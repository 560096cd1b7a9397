//! pvpn CLI - Command-line interface for pvpn
//!
//! Provides `pvpn list`, `pvpn add`, `pvpn connect` and an interactive
//! `pvpn shell` that keeps one supervisor alive across commands.

mod commands;

use anyhow::Context;
use clap::{ArgAction, Parser, Subcommand};
use pvpn_core::{Supervisor, SupervisorConfig};
use std::path::PathBuf;
use std::time::Duration;
use tracing_subscriber::EnvFilter;

#[derive(Parser)]
#[command(name = "pvpn")]
#[command(about = "pvpn - WireGuard profile manager")]
#[command(version)]
struct Cli {
    /// Data directory holding profiles.json and config.toml (defaults to ~/.pvpn)
    #[arg(long, global = true, value_name = "DIR")]
    data_dir: Option<PathBuf>,

    /// Helper executable (defaults to wg-quick)
    #[arg(long, global = true, value_name = "PROGRAM")]
    helper: Option<String>,

    /// Helper timeout in milliseconds
    #[arg(long, global = true, value_name = "MS")]
    timeout_ms: Option<u64>,

    /// Increase diagnostic output (-v info, -vv debug)
    #[arg(short, long, global = true, action = ArgAction::Count)]
    verbose: u8,

    #[command(subcommand)]
    command: Commands,
}

#[derive(Subcommand)]
enum Commands {
    /// List profiles
    List {
        /// Output as JSON
        #[arg(long)]
        json: bool,
    },
    /// Add a profile
    Add {
        /// Display name
        name: String,
        /// WireGuard configuration file passed to the helper
        config_path: String,
    },
    /// Delete a profile
    Delete {
        /// Profile name or ID
        profile: String,
        /// Skip confirmation prompt
        #[arg(short, long)]
        force: bool,
    },
    /// Bring a profile's tunnel up
    Connect {
        /// Profile name or ID
        profile: String,
    },
    /// Take a profile's tunnel down
    Disconnect {
        /// Profile name or ID
        profile: String,
    },
    /// Show the status of every profile
    Status {
        /// Output as JSON
        #[arg(long)]
        json: bool,
    },
    /// Show the event log
    Logs {
        /// Output as JSON
        #[arg(long)]
        json: bool,
    },
    /// Interactive session keeping connection state between commands
    Shell,
}

#[tokio::main]
async fn main() {
    let cli = Cli::parse();
    init_tracing(cli.verbose);

    if let Err(e) = run(cli).await {
        eprintln!("Error: {e:#}");
        std::process::exit(1);
    }
}

fn init_tracing(verbose: u8) {
    let default = match verbose {
        0 => "warn",
        1 => "info",
        _ => "debug",
    };
    let filter = EnvFilter::try_from_default_env().unwrap_or_else(|_| EnvFilter::new(default));
    tracing_subscriber::fmt()
        .with_env_filter(filter)
        .with_writer(std::io::stderr)
        .with_target(false)
        .init();
}

fn load_config(cli: &Cli) -> anyhow::Result<SupervisorConfig> {
    let mut config =
        SupervisorConfig::load(cli.data_dir.clone()).context("Failed to load configuration")?;
    if let Some(helper) = &cli.helper {
        config.helper.clone_from(helper);
        config.helper_args.clear();
    }
    if let Some(ms) = cli.timeout_ms {
        config.connect_timeout = Duration::from_millis(ms);
    }
    Ok(config)
}

async fn run(cli: Cli) -> anyhow::Result<()> {
    let config = load_config(&cli)?;
    tracing::debug!(
        data_dir = %config.data_dir.display(),
        helper = %config.helper,
        timeout_ms = config.connect_timeout.as_millis(),
        "configuration loaded"
    );
    std::fs::create_dir_all(&config.data_dir).with_context(|| {
        format!(
            "Failed to create data directory {}",
            config.data_dir.display()
        )
    })?;
    let supervisor = Supervisor::open(&config);

    match cli.command {
        Commands::List { json } => commands::profile::list(&supervisor, json),
        Commands::Add { name, config_path } => {
            commands::profile::add(&supervisor, &name, &config_path)
        }
        Commands::Delete { profile, force } => {
            commands::profile::delete(&supervisor, &profile, force)
        }
        Commands::Connect { profile } => commands::tunnel::connect(&supervisor, &profile).await,
        Commands::Disconnect { profile } => {
            commands::tunnel::disconnect(&supervisor, &profile).await
        }
        Commands::Status { json } => commands::tunnel::status(&supervisor, json),
        Commands::Logs { json } => commands::logs::show(&supervisor, json),
        Commands::Shell => commands::shell::run(supervisor).await,
    }
}
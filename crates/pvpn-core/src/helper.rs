//! Helper process execution
//!
//! Runs `<program> [args...] <up|down> <config-path>` and classifies the
//! outcome. Exactly one outcome is produced per invocation: the first of
//! process exit, timeout, or termination request wins.

use std::process::{ExitStatus, Stdio};
use std::time::Duration;
use tokio::io::{AsyncRead, AsyncReadExt};
use tokio::process::{Child, Command};
use tokio::sync::oneshot;
use tokio::task::JoinHandle;
use tracing::{debug, warn};

use crate::error::HelperError;
use crate::profile::Direction;

/// Default helper executable
pub const DEFAULT_HELPER: &str = "wg-quick";

/// Default time allowed for one helper invocation
pub const DEFAULT_TIMEOUT: Duration = Duration::from_millis(25_000);

/// How long to wait for output pipes to drain after the process exited
const OUTPUT_DRAIN_GRACE: Duration = Duration::from_secs(1);

/// How to invoke the privileged helper
#[derive(Debug, Clone, PartialEq, Eq)]
pub struct HelperCommand {
    program: String,
    args: Vec<String>,
    timeout: Duration,
}

impl Default for HelperCommand {
    fn default() -> Self {
        Self::new(DEFAULT_HELPER)
    }
}

impl HelperCommand {
    #[must_use]
    pub fn new(program: impl Into<String>) -> Self {
        Self {
            program: program.into(),
            args: Vec::new(),
            timeout: DEFAULT_TIMEOUT,
        }
    }

    /// Arguments placed before the direction token, e.g. `sudo` + `["wg-quick"]`
    #[must_use]
    pub fn with_args(mut self, args: Vec<String>) -> Self {
        self.args = args;
        self
    }

    #[must_use]
    pub fn with_timeout(mut self, timeout: Duration) -> Self {
        self.timeout = timeout;
        self
    }

    #[must_use]
    pub fn program(&self) -> &str {
        &self.program
    }

    #[must_use]
    pub fn timeout(&self) -> Duration {
        self.timeout
    }

    /// Run the helper to completion.
    ///
    /// `on_spawn` receives the child's pid right after a successful spawn.
    /// A value received on `terminate` kills the process and yields
    /// `Cancelled`; a dropped sender is ignored.
    ///
    /// # Errors
    /// Returns a `HelperError` for every outcome other than exit code 0.
    pub async fn run(
        &self,
        direction: Direction,
        config_path: &str,
        mut terminate: oneshot::Receiver<()>,
        on_spawn: impl FnOnce(Option<u32>),
    ) -> Result<String, HelperError> {
        let mut child = self.spawn(direction, config_path)?;
        on_spawn(child.id());
        debug!(helper = %self.program, %direction, config_path, pid = ?child.id(), "helper spawned");

        let collector = collect_output(&mut child);
        let sleep = tokio::time::sleep(self.timeout);
        tokio::pin!(sleep);

        tokio::select! {
            status = child.wait() => {
                let status = status.map_err(HelperError::Spawn)?;
                let output = drain(collector).await;
                classify_exit(status, &output)?;
                Ok(output)
            }
            () = &mut sleep => {
                kill(&mut child).await;
                Err(HelperError::Timeout {
                    after_ms: u64::try_from(self.timeout.as_millis()).unwrap_or(u64::MAX),
                })
            }
            Ok(()) = &mut terminate => {
                kill(&mut child).await;
                Err(HelperError::Cancelled)
            }
        }
    }

    fn spawn(&self, direction: Direction, config_path: &str) -> Result<Child, HelperError> {
        Command::new(&self.program)
            .args(&self.args)
            .arg(direction.as_arg())
            .arg(config_path)
            .stdin(Stdio::null())
            .stdout(Stdio::piped())
            .stderr(Stdio::piped())
            .kill_on_drop(true)
            .spawn()
            .map_err(|e| {
                if e.kind() == std::io::ErrorKind::NotFound {
                    HelperError::NotFound {
                        helper: self.program.clone(),
                    }
                } else {
                    HelperError::Spawn(e)
                }
            })
    }
}

fn classify_exit(status: ExitStatus, output: &str) -> Result<(), HelperError> {
    if status.success() {
        return Ok(());
    }

    let trimmed = output.trim();
    let message = if !trimmed.is_empty() {
        trimmed.to_string()
    } else if let Some(code) = status.code() {
        format!("Helper returned code {code}")
    } else {
        "Helper was terminated by a signal".to_string()
    };
    Err(HelperError::Exit {
        code: status.code(),
        message,
    })
}

async fn kill(child: &mut Child) {
    if let Err(e) = child.kill().await {
        warn!("failed to kill helper process: {e}");
    }
}

/// Read stdout and stderr concurrently into one buffer, in arrival order
fn collect_output(child: &mut Child) -> JoinHandle<String> {
    let stdout = child.stdout.take();
    let stderr = child.stderr.take();
    tokio::spawn(async move {
        let mut combined = Vec::new();
        let mut out_buf = [0u8; 1024];
        let mut err_buf = [0u8; 1024];
        let mut stdout = stdout;
        let mut stderr = stderr;

        while stdout.is_some() || stderr.is_some() {
            tokio::select! {
                n = read_chunk(&mut stdout, &mut out_buf), if stdout.is_some() => match n {
                    Some(n) => combined.extend_from_slice(&out_buf[..n]),
                    None => stdout = None,
                },
                n = read_chunk(&mut stderr, &mut err_buf), if stderr.is_some() => match n {
                    Some(n) => combined.extend_from_slice(&err_buf[..n]),
                    None => stderr = None,
                },
            }
        }
        String::from_utf8_lossy(&combined).into_owned()
    })
}

/// Next chunk from a pipe; `None` at end of stream or on error
async fn read_chunk<R: AsyncRead + Unpin>(pipe: &mut Option<R>, buf: &mut [u8]) -> Option<usize> {
    let reader = pipe.as_mut()?;
    match reader.read(buf).await {
        Ok(0) | Err(_) => None,
        Ok(n) => Some(n),
    }
}

async fn drain(collector: JoinHandle<String>) -> String {
    match tokio::time::timeout(OUTPUT_DRAIN_GRACE, collector).await {
        Ok(Ok(output)) => output,
        Ok(Err(e)) => {
            warn!("helper output collector failed: {e}");
            String::new()
        }
        Err(_) => {
            debug!("helper output still open after exit, ignoring the rest");
            String::new()
        }
    }
}
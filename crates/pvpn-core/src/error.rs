//! Error types for the supervision core

use std::path::PathBuf;
use thiserror::Error;

/// Invalid input when adding a profile
#[derive(Debug, Clone, PartialEq, Eq, Error)]
#[error("Invalid profile: {0}")]
pub struct ValidationError(pub String);

/// Reasons a connect/disconnect request is refused before the helper runs
#[derive(Debug, Clone, PartialEq, Eq, Error)]
pub enum TransitionError {
    /// No profile with this id
    #[error("Profile not found: {id}")]
    ProfileNotFound { id: String },

    /// A helper process is already running for this profile
    #[error("An operation is already in progress for this profile")]
    OperationInProgress,

    /// Profile has no configuration file
    #[error("Profile has no configuration file")]
    InvalidConfig,

    /// Profile is already connected or connecting
    #[error("Profile is already connected")]
    AlreadyInState,

    /// Disconnect requested on a profile that is not connected
    #[error("Profile is not connected")]
    NotConnected,
}

impl TransitionError {
    /// Get the error code for CLI/API responses
    #[must_use]
    pub fn code(&self) -> &'static str {
        match self {
            Self::ProfileNotFound { .. } => "PROFILE_NOT_FOUND",
            Self::OperationInProgress => "OPERATION_IN_PROGRESS",
            Self::InvalidConfig => "INVALID_CONFIG",
            Self::AlreadyInState => "ALREADY_IN_STATE",
            Self::NotConnected => "NOT_CONNECTED",
        }
    }
}

/// Failures of a helper invocation
#[derive(Debug, Error)]
pub enum HelperError {
    /// The helper executable does not exist
    #[error("WireGuard helper '{helper}' was not found. Install wireguard-tools and make sure it is on PATH.")]
    NotFound { helper: String },

    /// Any other OS-level spawn failure
    #[error("{0}")]
    Spawn(#[source] std::io::Error),

    /// The helper exited unsuccessfully
    #[error("{message}")]
    Exit { code: Option<i32>, message: String },

    /// The helper did not finish within the connection timeout
    #[error("timeout")]
    Timeout { after_ms: u64 },

    /// The helper was terminated because its profile was removed
    #[error("cancelled")]
    Cancelled,
}

impl HelperError {
    /// Get the error code for CLI/API responses
    #[must_use]
    pub fn code(&self) -> &'static str {
        match self {
            Self::NotFound { .. } => "HELPER_NOT_FOUND",
            Self::Spawn(_) => "HELPER_SPAWN_FAILED",
            Self::Exit { .. } => "HELPER_EXIT_FAILED",
            Self::Timeout { .. } => "HELPER_TIMEOUT",
            Self::Cancelled => "CANCELLED",
        }
    }
}

/// Persistence errors for the profile file
#[derive(Debug, Error)]
pub enum StoreError {
    #[error("I/O error for {path}: {source}")]
    Io {
        path: PathBuf,
        #[source]
        source: std::io::Error,
    },

    #[error("JSON parse error in {path}: {source}")]
    Parse {
        path: PathBuf,
        #[source]
        source: serde_json::Error,
    },

    #[error("Failed to serialize profiles for {path}: {source}")]
    Serialize {
        path: PathBuf,
        #[source]
        source: serde_json::Error,
    },
}

/// Errors loading the configuration file
#[derive(Debug, Error)]
pub enum ConfigError {
    #[error("I/O error for {path}: {source}")]
    Io {
        path: PathBuf,
        #[source]
        source: std::io::Error,
    },

    #[error("TOML parse error in {path}: {source}")]
    Parse {
        path: PathBuf,
        #[source]
        source: toml::de::Error,
    },

    #[error("Invalid value for {key}: {value}")]
    InvalidValue { key: String, value: String },
}

/// Errors from `Supervisor::add_profile`
#[derive(Debug, Error)]
pub enum AddProfileError {
    #[error(transparent)]
    Validation(#[from] ValidationError),

    #[error(transparent)]
    Store(#[from] StoreError),
}

#[cfg(test)]
mod tests {
    use super::*;

    #[test]
    fn test_transition_error_messages() {
        let err = TransitionError::ProfileNotFound {
            id: "abc".to_string(),
        };
        assert_eq!(err.to_string(), "Profile not found: abc");
        assert_eq!(err.code(), "PROFILE_NOT_FOUND");
        assert_eq!(TransitionError::NotConnected.code(), "NOT_CONNECTED");
    }

    #[test]
    fn test_helper_timeout_message() {
        let err = HelperError::Timeout { after_ms: 25_000 };
        assert_eq!(err.to_string(), "timeout");
        assert_eq!(err.code(), "HELPER_TIMEOUT");
    }

    #[test]
    fn test_helper_not_found_guidance() {
        let err = HelperError::NotFound {
            helper: "wg-quick".to_string(),
        };
        assert!(err.to_string().contains("wg-quick"));
        assert!(err.to_string().contains("not found"));
    }
}
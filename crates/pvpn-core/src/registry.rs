//! In-flight helper processes, keyed by profile id
//!
//! The registry is the mutual-exclusion point for transitions: a profile
//! can have at most one entry, and an entry exists exactly while a helper
//! invocation for that profile is being set up or running.

use std::collections::HashMap;
use std::time::Instant;
use tokio::sync::oneshot;

use crate::profile::Direction;

/// Identifies one reservation so a finished helper never releases a newer one
pub type Ticket = u64;

/// Handle on a registered helper invocation
#[derive(Debug)]
pub struct InFlight {
    ticket: Ticket,
    direction: Direction,
    started: Instant,
    pid: Option<u32>,
    terminate: Option<oneshot::Sender<()>>,
}

impl InFlight {
    #[must_use]
    pub fn direction(&self) -> Direction {
        self.direction
    }

    /// OS process id, once the helper has been spawned
    #[must_use]
    pub fn pid(&self) -> Option<u32> {
        self.pid
    }

    #[must_use]
    pub fn started(&self) -> Instant {
        self.started
    }

    /// Ask the helper task to kill its process. Returns false if it already finished.
    fn signal(mut self) -> bool {
        self.terminate
            .take()
            .is_some_and(|tx| tx.send(()).is_ok())
    }
}

/// Receiving half of a reservation, held by the task running the helper
#[derive(Debug)]
pub struct Reservation {
    pub ticket: Ticket,
    pub terminated: oneshot::Receiver<()>,
}

/// Map from profile id to in-flight helper
#[derive(Debug, Default)]
pub struct ProcessRegistry {
    entries: HashMap<String, InFlight>,
    next_ticket: Ticket,
}

impl ProcessRegistry {
    #[must_use]
    pub fn new() -> Self {
        Self::default()
    }

    #[must_use]
    pub fn has(&self, id: &str) -> bool {
        self.entries.contains_key(id)
    }

    /// Register a new in-flight operation for `id`.
    ///
    /// Returns `None` without touching the existing entry if one is
    /// already registered.
    pub fn set(&mut self, id: &str, direction: Direction) -> Option<Reservation> {
        if self.has(id) {
            return None;
        }

        let (tx, rx) = oneshot::channel();
        self.next_ticket += 1;
        let ticket = self.next_ticket;
        self.entries.insert(
            id.to_string(),
            InFlight {
                ticket,
                direction,
                started: Instant::now(),
                pid: None,
                terminate: Some(tx),
            },
        );
        Some(Reservation {
            ticket,
            terminated: rx,
        })
    }

    #[must_use]
    pub fn get(&self, id: &str) -> Option<&InFlight> {
        self.entries.get(id)
    }

    /// Attach the spawned process id to a reservation
    pub fn set_pid(&mut self, id: &str, ticket: Ticket, pid: Option<u32>) {
        if let Some(entry) = self.entries.get_mut(id).filter(|e| e.ticket == ticket) {
            entry.pid = pid;
        }
    }

    /// Remove the entry for `id` if it still belongs to `ticket`
    pub fn release(&mut self, id: &str, ticket: Ticket) -> bool {
        if self.entries.get(id).is_some_and(|e| e.ticket == ticket) {
            self.entries.remove(id);
            true
        } else {
            false
        }
    }

    /// Remove the entry for `id` without signalling its helper
    pub fn delete(&mut self, id: &str) -> Option<InFlight> {
        self.entries.remove(id)
    }

    /// Signal the registered process to terminate, then remove the entry.
    ///
    /// Returns true if a running helper was signalled.
    pub fn terminate(&mut self, id: &str) -> bool {
        self.delete(id).is_some_and(InFlight::signal)
    }

    /// Ids with a helper currently registered
    pub fn ids(&self) -> impl Iterator<Item = &str> {
        self.entries.keys().map(String::as_str)
    }

    #[must_use]
    pub fn len(&self) -> usize {
        self.entries.len()
    }

    #[must_use]
    pub fn is_empty(&self) -> bool {
        self.entries.is_empty()
    }
}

....

Lines containing "ProfileNotFound": tally them across the records above and give the total alone.

3